Try it: Set down exactly the entries below, beginning at their first line and ending at the line with "pub const MAX_ID_LEN: usize = 128;".

[Stored data]

== == ==

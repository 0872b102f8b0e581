//! Subject identity: the two identifier namespaces a reporter can use.
//!
//! A subject is known by a durable account id, an auth-session id, or both.
//! Session ids rotate, so storage prefers the account id whenever one can be
//! obtained; see [`crate::ingest::normalize`].

use std::fmt;

use serde::{Deserialize, Serialize};

use crate::{Error, Result};

/// Longest identifier accepted in either namespace.
pub const MAX_ID_LEN: usize = 128;

fn validate(kind: &str, raw: &str) -> Result<String> {
  let trimmed = raw.trim();
  if trimmed.is_empty() {
    return Err(Error::InvalidInput(format!("{kind} is empty")));
  }
  if trimmed.len() > MAX_ID_LEN {
    return Err(Error::InvalidInput(format!(
      "{kind} exceeds {MAX_ID_LEN} bytes"
    )));
  }
  if trimmed.chars().any(|c| c.is_whitespace() || c.is_control()) {
    return Err(Error::InvalidInput(format!(
      "{kind} contains whitespace or control characters"
    )));
  }
  Ok(trimmed.to_owned())
}

// ─── Identifiers ─────────────────────────────────────────────────────────────

/// A durable account identifier.
#[derive(Debug, Clone, PartialEq, Eq, Hash, Serialize, Deserialize)]
#[serde(try_from = "String", into = "String")]
pub struct AccountId(String);

impl AccountId {
  pub fn parse(raw: &str) -> Result<Self> {
    validate("account id", raw).map(Self)
  }

  pub fn as_str(&self) -> &str { &self.0 }
}

impl TryFrom<String> for AccountId {
  type Error = Error;

  fn try_from(raw: String) -> Result<Self> { Self::parse(&raw) }
}

impl From<AccountId> for String {
  fn from(id: AccountId) -> Self { id.0 }
}

impl fmt::Display for AccountId {
  fn fmt(&self, f: &mut fmt::Formatter<'_>) -> fmt::Result {
    f.write_str(&self.0)
  }
}

/// An auth-session identifier. May rotate; never preferred over an
/// [`AccountId`].
#[derive(Debug, Clone, PartialEq, Eq, Hash, Serialize, Deserialize)]
#[serde(try_from = "String", into = "String")]
pub struct SessionId(String);

impl SessionId {
  pub fn parse(raw: &str) -> Result<Self> {
    validate("session id", raw).map(Self)
  }

  pub fn as_str(&self) -> &str { &self.0 }
}

impl TryFrom<String> for SessionId {
  type Error = Error;

  fn try_from(raw: String) -> Result<Self> { Self::parse(&raw) }
}

impl From<SessionId> for String {
  fn from(id: SessionId) -> Self { id.0 }
}

impl fmt::Display for SessionId {
  fn fmt(&self, f: &mut fmt::Formatter<'_>) -> fmt::Result {
    f.write_str(&self.0)
  }
}

// ─── SubjectRef ──────────────────────────────────────────────────────────────

/// The identity a caller presents: a primary account id and/or a session
/// alias. Passed explicitly into every operation; there is no ambient
/// "current session".
#[derive(Debug, Clone, PartialEq, Eq)]
pub struct SubjectRef {
  account: Option<AccountId>,
  session: Option<SessionId>,
}

impl SubjectRef {
  /// Build a reference from whichever ids are available. At least one is
  /// required.
  pub fn new(
    account: Option<AccountId>,
    session: Option<SessionId>,
  ) -> Result<Self> {
    if account.is_none() && session.is_none() {
      return Err(Error::InvalidInput(
        "either an account id or a session id is required".into(),
      ));
    }
    Ok(Self { account, session })
  }

  pub fn account(id: AccountId) -> Self {
    Self { account: Some(id), session: None }
  }

  pub fn session(id: SessionId) -> Self {
    Self { account: None, session: Some(id) }
  }

  pub fn account_id(&self) -> Option<&AccountId> { self.account.as_ref() }

  pub fn session_id(&self) -> Option<&SessionId> { self.session.as_ref() }
}

// ─── SubjectKey ──────────────────────────────────────────────────────────────

/// The single key a position record is stored under once a [`SubjectRef`]
/// has been normalized.
#[derive(Debug, Clone, PartialEq, Eq, Hash, Serialize, Deserialize)]
#[serde(tag = "kind", content = "id", rename_all = "lowercase")]
pub enum SubjectKey {
  Account(AccountId),
  Session(SessionId),
}

impl SubjectKey {
  pub fn as_account(&self) -> Option<&AccountId> {
    match self {
      Self::Account(id) => Some(id),
      Self::Session(_) => None,
    }
  }
}

impl fmt::Display for SubjectKey {
  fn fmt(&self, f: &mut fmt::Formatter<'_>) -> fmt::Result {
    match self {
      Self::Account(id) => write!(f, "account:{id}"),
      Self::Session(id) => write!(f, "session:{id}"),
    }
  }
}

#[cfg(test)]
mod tests {
  use super::*;

  #[test]
  fn ids_are_trimmed() {
    let id = AccountId::parse("  acct-1 ").unwrap();
    assert_eq!(id.as_str(), "acct-1");
  }

  #[test]
  fn empty_and_spaced_ids_are_rejected() {
    assert!(matches!(AccountId::parse("   "), Err(Error::InvalidInput(_))));
    assert!(matches!(SessionId::parse("a b"), Err(Error::InvalidInput(_))));
    assert!(matches!(
      SessionId::parse(&"x".repeat(MAX_ID_LEN + 1)),
      Err(Error::InvalidInput(_))
    ));
  }

  #[test]
  fn subject_ref_requires_an_id() {
    assert!(SubjectRef::new(None, None).is_err());
    let sess = SessionId::parse("s1").unwrap();
    let r = SubjectRef::new(None, Some(sess.clone())).unwrap();
    assert_eq!(r.session_id(), Some(&sess));
    assert!(r.account_id().is_none());
  }

  #[test]
  fn account_id_deserialisation_validates() {
    let ok: AccountId = serde_json::from_str("\"acct-7\"").unwrap();
    assert_eq!(ok.as_str(), "acct-7");
    assert!(serde_json::from_str::<AccountId>("\"\"").is_err());
  }

  #[test]
  fn key_display_is_namespaced() {
    let key = SubjectKey::Session(SessionId::parse("abc").unwrap());
    assert_eq!(key.to_string(), "session:abc");
  }
}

== == ==

Output of the exercise:
repository 0872b102f8b0e581
//! Subject identity: the two identifier namespaces a reporter can use.
//!
//! A subject is known by a durable account id, an auth-session id, or both.
//! Session ids rotate, so storage prefers the account id whenever one can be
//! obtained; see [`crate::ingest::normalize`].

use std::fmt;

use serde::{Deserialize, Serialize};

use crate::{Error, Result};

/// Longest identifier accepted in either namespace.
pub const MAX_ID_LEN: usize = 128;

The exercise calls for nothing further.